(Records excerpted from a collection)
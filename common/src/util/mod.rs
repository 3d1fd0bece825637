pub mod distance;
pub mod logging;
pub mod speed;
use std::fmt;
use std::fmt::{Display, Formatter};

#[derive(thiserror::Error, Debug)]
pub enum DatasetError {
    Io(#[from] std::io::Error),
    Json(#[from] serde_json::Error),
}

impl Display for DatasetError {
    fn fmt(&self, f: &mut Formatter<'_>) -> fmt::Result {
        let err: &dyn Display = match self {
            DatasetError::Io(err) => err,
            DatasetError::Json(err) => err,
        };
        write!(f, "{}", err)
    }
}
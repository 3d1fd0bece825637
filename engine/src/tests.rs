//! Hand-built fixture datasets shared across the engine tests.

use std::collections::HashMap;

use common::types::dataset::{Dataset, JourneyTime, Location, Route, Stop};
use common::types::{Mode, RouteId, StopId};

// One degree of latitude is ~111.195 km on the haversine sphere, so
// 0.0044966 degrees is ~0.5 km.
pub(crate) const HALF_KM_LAT: f64 = 0.0044966;

pub(crate) fn stop(lat: f64, lng: f64, modes: &[&str], nearby: &[&str]) -> Stop {
    Stop {
        name: HashMap::from([("en".to_string(), "Stop".to_string())]),
        location: Location { lat, lng },
        modes: modes.iter().map(|mode| Mode::from(*mode)).collect(),
        nearby: nearby.iter().map(|id| StopId::from(*id)).collect(),
    }
}

pub(crate) fn route(name: &str, mode: &str, stops: &[&str]) -> Route {
    Route {
        name: name.to_string(),
        modes: vec![Mode::from(mode)],
        stops: HashMap::from([(
            Mode::from(mode),
            stops.iter().map(|id| StopId::from(*id)).collect(),
        )]),
    }
}

pub(crate) fn flat_times(
    edges: &[(&str, &str, f64)],
) -> HashMap<StopId, HashMap<StopId, JourneyTime>> {
    let mut times: HashMap<StopId, HashMap<StopId, JourneyTime>> = HashMap::new();
    for (from, to, seconds) in edges {
        times
            .entry(StopId::from(*from))
            .or_default()
            .insert(StopId::from(*to), JourneyTime::Flat(*seconds));
    }
    times
}

/// Two stops north of the origin along one bus route:
/// - A at ~0.5 km, B at ~1.0 km (both directly walkable)
/// - route R rides A -> B in 300 s
/// At 5 km/h the walks take ~360 s and ~720 s, so riding to B via A
/// (~660 s) beats walking there directly.
pub(crate) mod harbour {
    use super::*;

    pub(crate) fn origin() -> Location {
        Location { lat: 22.30, lng: 114.16 }
    }

    pub(crate) fn dataset() -> Dataset {
        Dataset {
            routes: HashMap::from([(RouteId::from("R+kmb"), route("R", "kmb", &["A", "B"]))]),
            stops: HashMap::from([
                (StopId::from("A"), stop(22.30 + HALF_KM_LAT, 114.16, &["kmb"], &[])),
                (StopId::from("B"), stop(22.30 + 2.0 * HALF_KM_LAT, 114.16, &["kmb"], &[])),
            ]),
            journey_times: flat_times(&[("A", "B", 300.0)]),
        }
    }
}

/// A two-route chain that needs an interchange:
/// - route R1 rides A -> B (300 s), route R2 rides C -> D (200 s)
/// - B and C are interchange-walk neighbors ("nearby")
/// Reaching D therefore takes one non-rail interchange.
pub(crate) mod chain {
    use super::*;

    pub(crate) fn dataset() -> Dataset {
        Dataset {
            routes: HashMap::from([
                (RouteId::from("R1+kmb"), route("R1", "kmb", &["A", "B"])),
                (RouteId::from("R2+kmb"), route("R2", "kmb", &["C", "D"])),
            ]),
            stops: HashMap::from([
                (StopId::from("A"), stop(22.30, 114.16, &["kmb"], &[])),
                (StopId::from("B"), stop(22.32, 114.16, &["kmb"], &["C"])),
                (StopId::from("C"), stop(22.321, 114.16, &["kmb"], &["B"])),
                (StopId::from("D"), stop(22.34, 114.16, &["kmb"], &[])),
            ]),
            journey_times: flat_times(&[("A", "B", 300.0), ("C", "D", 200.0)]),
        }
    }
}

/// Same chain as above, but entirely rail-operated: continuing through
/// the B -> C interchange costs the shorter rail penalty and no
/// interchange from the budget.
pub(crate) mod rail_chain {
    use super::*;

    pub(crate) fn dataset() -> Dataset {
        Dataset {
            routes: HashMap::from([
                (RouteId::from("M1+mtr"), route("M1", "mtr", &["A", "B"])),
                (RouteId::from("M2+mtr"), route("M2", "mtr", &["C", "D"])),
            ]),
            stops: HashMap::from([
                (StopId::from("A"), stop(22.30, 114.16, &["mtr"], &[])),
                (StopId::from("B"), stop(22.32, 114.16, &["mtr"], &["C"])),
                (StopId::from("C"), stop(22.321, 114.16, &["mtr"], &["B"])),
                (StopId::from("D"), stop(22.34, 114.16, &["mtr"], &[])),
            ]),
            journey_times: flat_times(&[("A", "B", 300.0), ("C", "D", 200.0)]),
        }
    }
}

/// Two routes arriving at the same stop X within one round. Route keys
/// sort "r1" before "r2", and routes are expanded in key order, so the
/// r2 arrival is written last.
pub(crate) mod twin {
    use super::*;

    pub(crate) fn dataset() -> Dataset {
        Dataset {
            routes: HashMap::from([
                (RouteId::from("r1+kmb"), route("T1", "kmb", &["A", "X"])),
                (RouteId::from("r2+kmb"), route("T2", "kmb", &["B", "X"])),
            ]),
            stops: HashMap::from([
                (StopId::from("A"), stop(22.30, 114.16, &["kmb"], &[])),
                (StopId::from("B"), stop(22.31, 114.16, &["kmb"], &[])),
                (StopId::from("X"), stop(22.32, 114.16, &["kmb"], &[])),
            ]),
            journey_times: flat_times(&[("A", "X", 100.0), ("B", "X", 500.0)]),
        }
    }
}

- AIM OF THE EXERCISE: Every line of the records above where the string "rides" is found should be copied.

- RESPONSE TO THIS EXERCISE:
/// - route R rides A -> B in 300 s
/// - route R1 rides A -> B (300 s), route R2 rides C -> D (200 s)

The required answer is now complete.